**What to do**. Give again only those lines from the start of the entries through the line holding "let code = if", leaving them as they are.
□ □ □ □ □ □ □
use crate::cli::ValidateArgs;
use crate::exit_codes;
use crate::output;
use serde::Serialize;
use tedana_rs::Registry;

#[derive(Serialize)]
struct ValidateOutput {
    registry: String,
    valid: bool,
    roles: Vec<String>,
    history_events: usize,
    missing: Vec<String>,
    error: Option<String>,
}

pub fn execute(args: ValidateArgs) -> i32 {
    let (result, code) = match Registry::load_unchecked(&args.registry) {
        Ok(registry) => {
            let missing: Vec<String> = registry
                .missing_files()
                .iter()
                .map(|p| p.display().to_string())
                .collect();
            let code = if missing.is_empty() {
                exit_codes::SUCCESS
            } else {
                exit_codes::DATA_ERROR
            };
            (
                ValidateOutput {
                    registry: args.registry.display().to_string(),
                    valid: missing.is_empty(),
                    roles: registry.entries().map(|(role, _)| role.to_string()).collect(),
                    history_events: registry.history().len(),
                    missing,
                    error: None,
                },
                code,
            )
        }
        Err(e) => (
            ValidateOutput {
                registry: args.registry.display().to_string(),
                valid: false,
                roles: Vec::new(),
                history_events: 0,
                missing: Vec::new(),
                error: Some(e.to_string()),
            },
            exit_codes::INPUT_ERROR,
        ),
    };

    if args.json {
        let printed = output::print_json(&result);
        return if printed == exit_codes::SUCCESS { code } else { printed };
    }

    if let Some(ref err) = result.error {
        eprintln!("Error: {}", err);
    } else if result.valid {
        println!(
            "Registry '{}' is valid ({} roles, {} history events)",
            result.registry,
            result.roles.len(),
            result.history_events
        );
    } else {
        eprintln!("Error: registry '{}' references missing files:", result.registry);
        for path in &result.missing {
            eprintln!("  {}", path);
        }
    }
    code
}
□ □ □ □ □ □ □
**Exercise output**.
use crate::cli::ValidateArgs;
use crate::exit_codes;
use crate::output;
use serde::Serialize;
use tedana_rs::Registry;

#[derive(Serialize)]
struct ValidateOutput {
    registry: String,
    valid: bool,
    roles: Vec<String>,
    history_events: usize,
    missing: Vec<String>,
    error: Option<String>,
}

pub fn execute(args: ValidateArgs) -> i32 {
    let (result, code) = match Registry::load_unchecked(&args.registry) {
        Ok(registry) => {
            let missing: Vec<String> = registry
                .missing_files()
                .iter()
                .map(|p| p.display().to_string())
                .collect();
            let code = if missing.is_empty() {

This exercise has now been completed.